Cuando un autorretrato fotográfico se hace de manera espontánea y el sujeto sostiene la cámara con su propia mano, se le llama selfie. El término describe que la foto es un retrato “de sí”. Cuando vi a los turistas haciendo un esfuerzo por tomarse fotos, con el paisaje detrás, o simplemente buscándose como protagonistas, entonces quise establecer una relación, casi inexistente por lejana, con el cuadro de Durero. ¿Por qué habrá decidido pintarse Durero? ¿Por qué quieren auto fotografiarse los turistas? ¿Por qué queremos tomar fotos de nuestro propio rostro? ¿Es que acaso no sabemos cuál es nuestro rostro? O más bien, ¿acaso queremos nosotros definir nuestro rostro ante los demás?

Sin temor a arrojar una interpretación exagerada, me atrevo a decir que una —porque bien puede haber miles— de las pulsiones que nos llevan a tomarnos fotos de nuestro rostro es ofrecernos un retrato de nosotros mismos. Sin embargo, quizá la pulsión más fuerte sea brindar la representación que queremos de nosotros a los demás. Queremos imponer a los otros una idea, en forma de imagen, de nosotros mismos. Porque Durero se pintó a voluntad y aquel que se toma una selfie o que se autorretrata también elige qué y cómo se representa. Una selfie es el acto más evidente de representarnos, pero a la vez es la tiranía de la primera persona, pues no ofrecemos al otro la posibilidad de retratarnos, sino que nos adelantamos a elegir nuestro contexto.

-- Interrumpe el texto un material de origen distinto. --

fn call_heapq(
    interp: &mut Interp,
    function: &str,
    args: Vec<Value>,
    mut kwargs: Kwargs,
) -> Result<Value, Exc> {
    let name = function;
    match function {
        "heappush" => {
            arity(name, &args, 2, 2)?;
            let heap = heap_list(name, &args[0])?;
            let mut heap = heap.borrow_mut();
            heap.push(args[1].clone());
            let last = heap.len() - 1;
            sift_down(&mut heap, 0, last)?;
            Ok(Value::None)
        }
        "heappop" => {
            arity(name, &args, 1, 1)?;
            let heap = heap_list(name, &args[0])?;
            let mut heap = heap.borrow_mut();
            let last = heap
                .pop()
                .ok_or_else(|| Exc::index_error("index out of range"))?;
            if heap.is_empty() {
                return Ok(last);
            }
            let top = std::mem::replace(&mut heap[0], last);
            sift_up(&mut heap, 0)?;
            Ok(top)
        }
        "heapify" => {
            arity(name, &args, 1, 1)?;
            let heap = heap_list(name, &args[0])?;
            let mut heap = heap.borrow_mut();
            for pos in (0..heap.len() / 2).rev() {
                sift_up(&mut heap, pos)?;
            }
            Ok(Value::None)
        }
        "heappushpop" => {
            arity(name, &args, 2, 2)?;
            let heap = heap_list(name, &args[0])?;
            let mut heap = heap.borrow_mut();
            let item = args[1].clone();
            if !heap.is_empty() && less_than(&heap[0], &item)? {
                let top = std::mem::replace(&mut heap[0], item);
                sift_up(&mut heap, 0)?;
                return Ok(top);
            }
            Ok(item)
        }
        "heapreplace" => {
            arity(name, &args, 2, 2)?;
            let heap = heap_list(name, &args[0])?;
            let mut heap = heap.borrow_mut();
            if heap.is_empty() {
                return Err(Exc::index_error("index out of range"));
            }
            let top = std::mem::replace(&mut heap[0], args[1].clone());
            sift_up(&mut heap, 0)?;
            Ok(top)
        }
        "nlargest" | "nsmallest" => {
            let key = take_kwarg(&mut kwargs, "key");
            no_kwargs(name, &kwargs)?;
            arity(name, &args, 2, 2)?;
            let n = int_arg(&args[0])?.max(0) as usize;
            let mut items = iterate(&args[1])?;
            sort_values(interp, &mut items, key.as_ref(), function == "nlargest")?;
            items.truncate(n);
            Ok(Value::list(items))
        }
        other => Err(Exc::attribute_error(&Value::Module("heapq"), other)),
    }
}
//! Tree-walking evaluator with a per-statement step hook.

use std::cell::RefCell;
use std::collections::{BTreeMap, HashMap, HashSet};
use std::rc::Rc;
use std::time::{Duration, Instant};

use super::ast::{
    BinOp, ClassDef, Comprehension, Const, Expr, FStringPart, FunctionDef, Handler, Stmt,
    StmtKind,
};
use super::builtins;
use super::ops;
use super::value::{
    exception_matches, BoundMethod, ClassObj, DictFlavor, Exc, HashKey, Instance, PyDict, PyIter,
    RangeValue, Table, Value, MAX_SEQUENCE,
};
use crate::domain::{ExecutionTrace, StepSnapshot};

/// Deadline checks happen once per this many units of work.
const CHECK_INTERVAL: u64 = 1024;

/// Name bound to `__name__`; never `"__main__"`, so script guards stay inert.
const MODULE_NAME: &str = "aligner";

/// Resource limits enforced cooperatively by the evaluator.
#[derive(Debug, Clone, Copy)]
pub struct Limits {
    pub budget: Duration,
    pub max_steps: usize,
    pub max_depth: usize,
}

/// Names a function body binds, resolved once per definition.
#[derive(Debug, Default)]
pub struct FrameLayout {
    locals: HashSet<String>,
    globals: HashSet<String>,
    nonlocals: HashSet<String>,
}
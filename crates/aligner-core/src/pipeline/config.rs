//! Review pipeline configuration.

use std::time::Duration;

use serde::{Deserialize, Serialize};

use crate::analyzer::DEFAULT_ACCEPTANCE_THRESHOLD;
use crate::tracer::{default_arguments, Literal, TracerConfig};

/// Deadlines, thresholds and fallbacks for one review.
#[derive(Debug, Clone, Serialize, Deserialize, PartialEq)]
pub struct PipelineConfig {
    /// Deadline for the inspector call (milliseconds).
    pub inspector_timeout_ms: u64,
    /// Deadline for retrieval, embedding plus corpus queries (milliseconds).
    pub retrieval_timeout_ms: u64,
    /// Deadline for the feedback call (milliseconds).
    pub feedback_timeout_ms: u64,
    /// Outer deadline for each traced run, including queueing for the run lock (milliseconds).
    pub trace_timeout_ms: u64,
    /// Minimum retrieval confidence for a reference to be executed.
    pub acceptance_threshold: f64,
    /// Arguments used when the inspector's test input does not parse.
    pub default_arguments: Vec<Literal>,
    /// Interpreter limits.
    pub tracer: TracerConfig,
}

impl Default for PipelineConfig {
    fn default() -> Self {
        Self {
            inspector_timeout_ms: 30_000,
            retrieval_timeout_ms: 10_000,
            feedback_timeout_ms: 60_000,
            trace_timeout_ms: 15_000,
            acceptance_threshold: DEFAULT_ACCEPTANCE_THRESHOLD,
            default_arguments: default_arguments(),
            tracer: TracerConfig::default(),
        }
    }
}

impl PipelineConfig {
    /// Create from environment variables
    ///
    /// Reads (all optional):
    /// - ALIGNER_ACCEPTANCE_THRESHOLD
    /// - ALIGNER_TRACE_DEADLINE_MS (interpreter wall-clock budget)
    /// - ALIGNER_MAX_STEPS
    pub fn from_env() -> Self {
        let mut config = Self::default();
        if let Some(threshold) = env_parse::<f64>("ALIGNER_ACCEPTANCE_THRESHOLD") {
            config.acceptance_threshold = threshold;
        }
        if let Some(ms) = env_parse::<u64>("ALIGNER_TRACE_DEADLINE_MS") {
            config.tracer.deadline = Duration::from_millis(ms);
        }
        if let Some(steps) = env_parse::<usize>("ALIGNER_MAX_STEPS") {
            config.tracer.max_steps = steps;
        }
        config
    }

    pub fn with_acceptance_threshold(mut self, threshold: f64) -> Self {
        self.acceptance_threshold = threshold;
        self
    }

    pub fn with_tracer(mut self, tracer: TracerConfig) -> Self {
        self.tracer = tracer;
        self
    }

    pub fn with_inspector_timeout(mut self, timeout: Duration) -> Self {
        self.inspector_timeout_ms = timeout.as_millis() as u64;
        self
    }

    pub fn with_feedback_timeout(mut self, timeout: Duration) -> Self {
        self.feedback_timeout_ms = timeout.as_millis() as u64;
        self
    }

    pub fn inspector_timeout(&self) -> Duration {
        Duration::from_millis(self.inspector_timeout_ms)
    }

    pub fn retrieval_timeout(&self) -> Duration {
        Duration::from_millis(self.retrieval_timeout_ms)
    }

    pub fn feedback_timeout(&self) -> Duration {
        Duration::from_millis(self.feedback_timeout_ms)
    }

    pub fn trace_timeout(&self) -> Duration {
        Duration::from_millis(self.trace_timeout_ms)
    }
}

fn env_parse<T: std::str::FromStr>(key: &str) -> Option<T> {
    let raw = std::env::var(key).ok()?;
    match raw.trim().parse() {
        Ok(value) => Some(value),
        Err(_) => {
            tracing::warn!(key = %key, value = %raw, "ignoring unparseable environment value");
            None
        }
    }
}

#[cfg(test)]
mod tests {
    use super::*;

    #[test]
    fn test_defaults() {
        let config = PipelineConfig::default();
        assert_eq!(config.acceptance_threshold, 0.9);
        assert_eq!(config.default_arguments, default_arguments());
        assert!(config.trace_timeout() > config.tracer.deadline);
    }

    #[test]
    fn test_builder_overrides() {
        let config = PipelineConfig::default()
            .with_acceptance_threshold(0.4)
            .with_inspector_timeout(Duration::from_millis(250));
        assert_eq!(config.acceptance_threshold, 0.4);
        assert_eq!(config.inspector_timeout(), Duration::from_millis(250));
    }

    #[test]
    fn test_serde_roundtrip_keeps_literal_text() {
        let json = serde_json::to_value(PipelineConfig::default()).unwrap();
        assert_eq!(json["default_arguments"][0], "[1, 5, 2]");
        let back: PipelineConfig = serde_json::from_value(json).unwrap();
        assert_eq!(back, PipelineConfig::default());
    }
}
//! Error types for the review pipeline.

use thiserror::Error;

use super::stage::Stage;
use crate::execution::DeadlineExceeded;

/// An external collaborator (inspector, feedback generator) failed.
#[derive(Debug, Clone, Error, PartialEq, Eq)]
pub enum CollaboratorError {
    /// The request could not be sent or the service answered with an error status.
    #[error("request failed: {0}")]
    Transport(String),

    /// The service answered but the payload was unusable.
    #[error("invalid response: {0}")]
    InvalidResponse(String),

    /// Required configuration (e.g. an API key) is missing.
    #[error("not configured: {0}")]
    NotConfigured(String),
}

/// Errors that abort a review before a verdict exists.
///
/// Everything after inspection degrades into a verdict instead.
#[derive(Debug, Error)]
pub enum PipelineError {
    #[error("inspection failed: {0}")]
    Inspection(#[from] CollaboratorError),

    #[error("inspector could not analyze the code structure")]
    InspectionMissing,

    #[error(transparent)]
    Deadline(#[from] DeadlineExceeded),

    #[error("invalid stage transition {from:?} -> {to}")]
    InvalidTransition { from: Option<Stage>, to: Stage },
}

pub type PipelineResult<T> = std::result::Result<T, PipelineError>;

La selfie de alguna manera vela lo que hay de nosotros que no puede reflejarse y muestra lo que quizá no seamos, pero da la impresión de reflejar la verdad tan sólo por mostrar un rostro. En el “modo de identificación” naturalista existe una primacía del rostro por encima de otras cualidades. La mímesis quiere imitar la naturaleza, no convertirla en símbolos; quiere aprehenderla, no conferirle valores analógicos. Buscar representar nuestro rostro quizá signifique que estamos buscando aprehender nuestro rostro. Pero como hemos visto la misma posibilidad que nos confiere el ser artífices de nuestra propia imagen nos lleva a ajustar lo que queremos que sea mostrado y velar o disimular lo que no. Así imponemos como verdad una supuesta imitación.

Describirnos a nosotros mismos es una tarea falaz. La exposición de Descola causó un rotundo prejuicio de arbitrariedad en mí, que me hace pensar que el mundo puede ser descrito ontológicamente de una manera distinta a como yo lo hago. También yo mismo. El rostro que creo que tengo quizá no tiene por qué corresponder a la descripción que hago de él, y no me atrevo a imponer esa descripción a los demás, aunque querría y de hecho, constantemente lo intento.

Pienso en un fragmento del Pigmalión de Rousseau. Al final del melodrama de Rousseau, Galatea, cuando cobra vida, en un primer gesto, “se toca y dice: Yo”. Luego toca a Pigmalión, y le dice con un suspiro: “¡Ah, yo otra vez!”.